THE TASK:
Give the number of lines in the data below containing the word "ShapeMismatch", with no other text.

Stored entries:
⁂

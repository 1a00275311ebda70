//! Driving the sweep and collating responses.
//!
//! The driver presents every permutation strictly sequentially: the
//! collaborator carries mutable simulator state, so there is exactly one
//! presentation in flight at any time, and all repetitions of a
//! permutation complete before the next one starts. Cancellation is
//! cooperative and only honored between permutations.

use std::collections::BTreeMap;

use ndarray::Array2;
use tracing::{debug, info};

use crate::config::MeasureConfig;
use crate::core::matrix::{DistributionMatrix, FullMatrix};
use crate::sweep::coordinators::MetaFeatureFn;
use crate::sweep::feature::{FeatureSpace, FeatureValues};
use crate::sweep::stimulus::{CancelToken, MeasurementSource, Presenter, StimulusBundle};
use crate::sweep::SweepError;

pub type Hook = Box<dyn FnMut()>;

/// Caller-owned per-sweep context: static stimulus parameters, the input
/// sources patterns are drawn on, coordination functions, hooks, and the
/// cancellation flag. Nothing here outlives the caller's ownership.
#[derive(Default)]
pub struct SweepSession {
    /// Parameters fixed for the whole sweep, merged into every source's
    /// stimulus map before the feature values.
    pub static_params: BTreeMap<String, f64>,
    /// Names of the sources stimuli are drawn on.
    pub input_sources: Vec<String>,
    /// Metafeature coordination functions, applied in order.
    pub coordinators: Vec<MetaFeatureFn>,
    pub pre_session_hooks: Vec<Hook>,
    pub post_session_hooks: Vec<Hook>,
    pub pre_presentation_hooks: Vec<Hook>,
    pub post_presentation_hooks: Vec<Hook>,
    pub cancel: CancelToken,
}

impl SweepSession {
    pub fn new() -> Self {
        Self::default()
    }
}

/// Shared presentation loop: enumerate permutations, run hooks, build the
/// stimulus configuration, present with repetitions, average, and hand the
/// result to `absorb`. Returns the number of completed permutations.
pub(crate) fn drive_sweep(
    presenter: &mut dyn Presenter,
    session: &mut SweepSession,
    space: &FeatureSpace,
    requested: &[(String, (usize, usize))],
    repetitions: usize,
    absorb: &mut dyn FnMut(&BTreeMap<String, Array2<f64>>, &FeatureValues, &[f64]) -> Result<(), SweepError>,
) -> Result<usize, SweepError> {
    let total = space.permutation_count();
    let output_names: Vec<String> = requested.iter().map(|(n, _)| n.clone()).collect();

    let description = space
        .independent()
        .map(|f| format!("{} {}", f.values().len(), f.name()))
        .collect::<Vec<_>>()
        .join(" * ");
    info!(total, "presenting {total} test patterns ({description})");

    for hook in &mut session.pre_session_hooks {
        hook();
    }

    let mut completed = 0;
    for (step, permutation) in space.permutations().enumerate() {
        if session.cancel.is_cancelled() {
            for hook in &mut session.post_session_hooks {
                hook();
            }
            return Err(SweepError::Interrupted { completed, total });
        }

        let values = space.resolve(&permutation);

        let mut totals: BTreeMap<String, Array2<f64>> = requested
            .iter()
            .map(|(name, shape)| (name.clone(), Array2::zeros(*shape)))
            .collect();

        for _ in 0..repetitions {
            for hook in &mut session.pre_presentation_hooks {
                hook();
            }

            let mut bundle = StimulusBundle::with_sources(&session.input_sources);
            for (key, value) in &session.static_params {
                bundle.set_on_all(key, *value);
            }
            for (name, value) in values.iter() {
                bundle.set_on_all(name, value);
            }
            for coordinate in &session.coordinators {
                coordinate(&mut bundle, &values);
            }

            let activities = presenter.present(&bundle, &output_names, step, total);

            for hook in &mut session.post_presentation_hooks {
                hook();
            }

            for (name, shape) in requested {
                let snapshot = activities
                    .get(name)
                    .ok_or_else(|| SweepError::MissingOutput { output: name.clone() })?;
                let got = snapshot.dim();
                if got != *shape {
                    return Err(SweepError::ShapeMismatch {
                        output: name.clone(),
                        expected: *shape,
                        got,
                    });
                }
                if let Some(total_for) = totals.get_mut(name) {
                    *total_for += snapshot;
                }
            }
        }

        let reps = repetitions as f64;
        for averaged in totals.values_mut() {
            averaged.mapv_inplace(|v| v / reps);
        }

        absorb(&totals, &values, &permutation)?;
        completed += 1;
        debug!(step, total, "collected permutation");
    }

    for hook in &mut session.post_session_hooks {
        hook();
    }
    Ok(completed)
}

/// Collects per-feature response distributions for every measurement
/// source across one sweep.
///
/// One `DistributionMatrix` exists per (source, feature) pair, and each
/// permutation contributes exactly one push per pair: the per-unit
/// activity averaged over repetitions, binned at the permutation's value
/// of that feature.
pub struct ResponseCollector {
    sources: Vec<MeasurementSource>,
    space: FeatureSpace,
    config: MeasureConfig,
    responses: BTreeMap<String, BTreeMap<String, DistributionMatrix>>,
    full: BTreeMap<String, FullMatrix>,
    completed: usize,
}

impl ResponseCollector {
    pub fn new(sources: Vec<MeasurementSource>, space: FeatureSpace, config: MeasureConfig) -> Self {
        let mut responses = BTreeMap::new();
        for source in &sources {
            let mut per_feature = BTreeMap::new();
            for feature in space.features() {
                per_feature.insert(
                    feature.name().to_owned(),
                    DistributionMatrix::new(
                        source.shape,
                        feature.range(),
                        feature.cyclic(),
                        config.keep_peak,
                    ),
                );
            }
            responses.insert(source.name.clone(), per_feature);
        }

        let mut full = BTreeMap::new();
        if config.store_full_matrix {
            let names: Vec<String> = space.independent().map(|f| f.name().to_owned()).collect();
            let values: Vec<Vec<f64>> = space.independent().map(|f| f.values().to_vec()).collect();
            for source in &sources {
                full.insert(source.name.clone(), FullMatrix::new(names.clone(), values.clone()));
            }
        }

        Self {
            sources,
            space,
            config,
            responses,
            full,
            completed: 0,
        }
    }

    pub fn feature_space(&self) -> &FeatureSpace {
        &self.space
    }

    pub fn sources(&self) -> &[MeasurementSource] {
        &self.sources
    }

    pub fn config(&self) -> &MeasureConfig {
        &self.config
    }

    /// Permutations fully collected so far.
    pub fn completed(&self) -> usize {
        self.completed
    }

    /// The distribution grid of one (source, feature) pair.
    pub fn responses(&self, source: &str, feature: &str) -> Option<&DistributionMatrix> {
        self.responses.get(source).and_then(|m| m.get(feature))
    }

    /// The cached full response matrix of a source, when enabled.
    pub fn full_matrix(&self, source: &str) -> Option<&FullMatrix> {
        self.full.get(source)
    }

    /// Present every permutation and collate the responses.
    ///
    /// On cancellation the error reports `(completed, total)` and every
    /// distribution populated so far stays valid; nothing is rolled back.
    pub fn run(
        &mut self,
        presenter: &mut dyn Presenter,
        session: &mut SweepSession,
    ) -> Result<(), SweepError> {
        let requested: Vec<(String, (usize, usize))> = self
            .sources
            .iter()
            .map(|s| (s.name.clone(), s.shape))
            .collect();

        let responses = &mut self.responses;
        let full = &mut self.full;
        let completed = drive_sweep(
            presenter,
            session,
            &self.space,
            &requested,
            self.config.repetitions,
            &mut |averaged, values, permutation| {
                for (source, snapshot) in averaged {
                    if let Some(per_feature) = responses.get_mut(source) {
                        for (feature, value) in values.iter() {
                            if let Some(matrix) = per_feature.get_mut(feature) {
                                matrix.update(snapshot, value).map_err(|e| {
                                    SweepError::Distribution {
                                        feature: feature.to_owned(),
                                        source: e,
                                    }
                                })?;
                            }
                        }
                    }
                    if let Some(cache) = full.get_mut(source) {
                        cache.update(snapshot, permutation);
                    }
                }
                Ok(())
            },
        );

        match completed {
            Ok(count) => {
                self.completed = count;
                Ok(())
            }
            Err(SweepError::Interrupted { completed, total }) => {
                self.completed = completed;
                Err(SweepError::Interrupted { completed, total })
            }
            Err(other) => Err(other),
        }
    }
}
use std::cell::Cell;
use std::collections::BTreeMap;
use std::f64::consts::PI;
use std::rc::Rc;

use ndarray::Array2;
use tunemap::config::MeasureConfig;
use tunemap::sweep::collector::{ResponseCollector, SweepSession};
use tunemap::sweep::coordinators::{self, ContrastMode};
use tunemap::sweep::feature::{FeatureSpace, FeatureSpec};
use tunemap::sweep::stimulus::{CancelToken, MeasurementSource, Presenter, StimulusBundle};
use tunemap::sweep::SweepError;

const PREFS: [[f64; 2]; 2] = [[0.0, PI / 4.0], [PI / 2.0, 3.0 * PI / 4.0]];

/// Deterministic stand-in for the simulator: a 2x2 sheet of
/// orientation-tuned units, optionally modulated by phase and scale.
struct TunedSheet {
    calls: usize,
    cancel_after: Option<(usize, CancelToken)>,
    seen_scales: Vec<f64>,
}

impl TunedSheet {
    fn new() -> Self {
        Self {
            calls: 0,
            cancel_after: None,
            seen_scales: Vec::new(),
        }
    }

    fn response(&self, stimuli: &StimulusBundle) -> Array2<f64> {
        let ori = stimuli.get_any("orientation").unwrap_or(0.0);
        let phase_gain = match stimuli.get_any("phase") {
            Some(phase) => 0.5 + 0.5 * phase.cos().abs(),
            None => 1.0,
        };
        let scale = stimuli.get_any("scale").unwrap_or(1.0);
        Array2::from_shape_fn((2, 2), |(r, c)| {
            let tuning = (2.0 * ((2.0 * (ori - PREFS[r][c])).cos() - 1.0)).exp();
            scale * phase_gain * tuning
        })
    }
}

impl Presenter for TunedSheet {
    fn present(
        &mut self,
        stimuli: &StimulusBundle,
        outputs: &[String],
        _step: usize,
        _total: usize,
    ) -> BTreeMap<String, Array2<f64>> {
        self.calls += 1;
        if let Some(scale) = stimuli.get_any("scale") {
            self.seen_scales.push(scale);
        }
        if let Some((after, token)) = &self.cancel_after {
            if self.calls >= *after {
                token.cancel();
            }
        }
        let mut out = BTreeMap::new();
        for name in outputs {
            out.insert(name.clone(), self.response(stimuli));
        }
        out
    }
}

fn orientation_space() -> FeatureSpace {
    let ori = FeatureSpec::stepped("orientation", 0.0, PI, PI / 8.0)
        .cyclic(true)
        .resolve()
        .unwrap();
    FeatureSpace::new(vec![ori])
}

fn v1() -> MeasurementSource {
    MeasurementSource::new("V1", 2, 2)
}

fn run_once(config: MeasureConfig) -> (ResponseCollector, TunedSheet) {
    let mut collector = ResponseCollector::new(vec![v1()], orientation_space(), config);
    let mut presenter = TunedSheet::new();
    let mut session = SweepSession::new();
    session.input_sources = vec!["Retina".to_owned()];
    collector.run(&mut presenter, &mut session).unwrap();
    (collector, presenter)
}

#[test]
fn identical_sweeps_collect_identical_distributions() {
    let (a, _) = run_once(MeasureConfig::default());
    let (b, _) = run_once(MeasureConfig::default());
    assert_eq!(a.responses("V1", "orientation"), b.responses("V1", "orientation"));
}

#[test]
fn repetitions_average_out_for_a_deterministic_collaborator() {
    let (once, p1) = run_once(MeasureConfig {
        repetitions: 1,
        ..MeasureConfig::default()
    });
    let (four, p4) = run_once(MeasureConfig {
        repetitions: 4,
        ..MeasureConfig::default()
    });
    assert_eq!(p1.calls * 4, p4.calls);
    assert_eq!(once.responses("V1", "orientation"), four.responses("V1", "orientation"));
}

#[test]
fn each_permutation_pushes_exactly_once_per_feature() {
    let (collector, _) = run_once(MeasureConfig {
        repetitions: 3,
        ..MeasureConfig::default()
    });
    let matrix = collector.responses("V1", "orientation").unwrap();
    let d = matrix.distribution(0, 0);
    assert_eq!(d.total_count(), 8);
    assert_eq!(d.num_bins(), 8);
    assert_eq!(collector.completed(), 8);
}

#[test]
fn cancellation_reports_progress_and_keeps_partial_data() {
    let mut collector = ResponseCollector::new(
        vec![v1()],
        orientation_space(),
        MeasureConfig::default(),
    );
    let mut presenter = TunedSheet::new();
    let mut session = SweepSession::new();
    session.input_sources = vec!["Retina".to_owned()];
    presenter.cancel_after = Some((3, session.cancel.clone()));

    let err = collector.run(&mut presenter, &mut session).unwrap_err();
    assert_eq!(
        err,
        SweepError::Interrupted {
            completed: 3,
            total: 8
        }
    );
    assert_eq!(collector.completed(), 3);
    let d = collector.responses("V1", "orientation").unwrap().distribution(1, 1);
    assert_eq!(d.total_count(), 3);
}

#[test]
fn missing_outputs_are_a_hard_error() {
    struct Silent;
    impl Presenter for Silent {
        fn present(
            &mut self,
            _stimuli: &StimulusBundle,
            _outputs: &[String],
            _step: usize,
            _total: usize,
        ) -> BTreeMap<String, Array2<f64>> {
            BTreeMap::new()
        }
    }

    let mut collector =
        ResponseCollector::new(vec![v1()], orientation_space(), MeasureConfig::default());
    let err = collector
        .run(&mut Silent, &mut SweepSession::new())
        .unwrap_err();
    assert!(matches!(err, SweepError::MissingOutput { .. }));
}

#[test]
fn wrong_activity_shape_is_a_hard_error() {
    struct WrongShape;
    impl Presenter for WrongShape {
        fn present(
            &mut self,
            _stimuli: &StimulusBundle,
            outputs: &[String],
            _step: usize,
            _total: usize,
        ) -> BTreeMap<String, Array2<f64>> {
            outputs
                .iter()
                .map(|n| (n.clone(), Array2::zeros((3, 3))))
                .collect()
        }
    }

    let mut collector =
        ResponseCollector::new(vec![v1()], orientation_space(), MeasureConfig::default());
    let err = collector
        .run(&mut WrongShape, &mut SweepSession::new())
        .unwrap_err();
    assert!(matches!(err, SweepError::ShapeMismatch { .. }));
}

#[test]
fn hooks_run_at_their_defined_points() {
    let mut collector = ResponseCollector::new(
        vec![v1()],
        orientation_space(),
        MeasureConfig {
            repetitions: 2,
            ..MeasureConfig::default()
        },
    );
    let mut presenter = TunedSheet::new();
    let mut session = SweepSession::new();
    session.input_sources = vec!["Retina".to_owned()];

    let pre_session = Rc::new(Cell::new(0));
    let post_session = Rc::new(Cell::new(0));
    let pre_present = Rc::new(Cell::new(0));
    let post_present = Rc::new(Cell::new(0));
    {
        let c = pre_session.clone();
        session.pre_session_hooks.push(Box::new(move || c.set(c.get() + 1)));
        let c = post_session.clone();
        session.post_session_hooks.push(Box::new(move || c.set(c.get() + 1)));
        let c = pre_present.clone();
        session.pre_presentation_hooks.push(Box::new(move || c.set(c.get() + 1)));
        let c = post_present.clone();
        session.post_presentation_hooks.push(Box::new(move || c.set(c.get() + 1)));
    }

    collector.run(&mut presenter, &mut session).unwrap();
    assert_eq!(pre_session.get(), 1);
    assert_eq!(post_session.get(), 1);
    assert_eq!(pre_present.get(), 16);
    assert_eq!(post_present.get(), 16);
}

#[test]
fn static_params_and_coordinators_shape_the_stimulus() {
    let mut collector =
        ResponseCollector::new(vec![v1()], orientation_space(), MeasureConfig::default());
    let mut presenter = TunedSheet::new();
    let mut session = SweepSession::new();
    session.input_sources = vec!["Retina".to_owned()];
    session.static_params.insert("contrast".to_owned(), 30.0);
    session
        .coordinators
        .push(coordinators::contrast(ContrastMode::MichelsonContrast));

    collector.run(&mut presenter, &mut session).unwrap();
    assert_eq!(presenter.seen_scales.len(), 8);
    assert!(presenter.seen_scales.iter().all(|s| (s - 0.3).abs() < 1e-12));
}

#[test]
fn peak_mode_records_the_best_response_over_nuisance_features() {
    let ori = FeatureSpec::stepped("orientation", 0.0, PI, PI / 4.0)
        .cyclic(true)
        .resolve()
        .unwrap();
    let phase = FeatureSpec::stepped("phase", 0.0, 2.0 * PI, PI / 2.0)
        .cyclic(true)
        .resolve()
        .unwrap();
    let space = FeatureSpace::new(vec![ori, phase]);

    let mut collector = ResponseCollector::new(vec![v1()], space, MeasureConfig::default());
    let mut presenter = TunedSheet::new();
    let mut session = SweepSession::new();
    session.input_sources = vec!["Retina".to_owned()];
    collector.run(&mut presenter, &mut session).unwrap();

    // Unit (0, 0) prefers orientation 0; at that bin the stored value is
    // the peak over the four phases, whose gain maxes out at 1.
    let d = collector.responses("V1", "orientation").unwrap().distribution(0, 0);
    assert!((d.get_value(0.0).unwrap() - 1.0).abs() < 1e-9);
    // Totals still count every push: 4 orientations x 4 phases.
    assert_eq!(d.total_count(), 16);
}

#[test]
fn full_matrix_caches_every_permutation_when_enabled() {
    let (collector, _) = run_once(MeasureConfig {
        store_full_matrix: true,
        ..MeasureConfig::default()
    });
    let full = collector.full_matrix("V1").unwrap();
    assert_eq!(full.dims(), &[8]);
    for i in 0..8 {
        let response = full.get(&[i]).unwrap();
        assert_eq!(response.dim(), (2, 2));
    }
    let expected = TunedSheet::new().response(&{
        let mut b = StimulusBundle::with_sources(&["Retina"]);
        b.set_on_all("orientation", PI / 8.0);
        b
    });
    assert_eq!(full.get_by_values(&[PI / 8.0]).unwrap(), &expected);
}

⁂

FINISHED EXERCISE:
2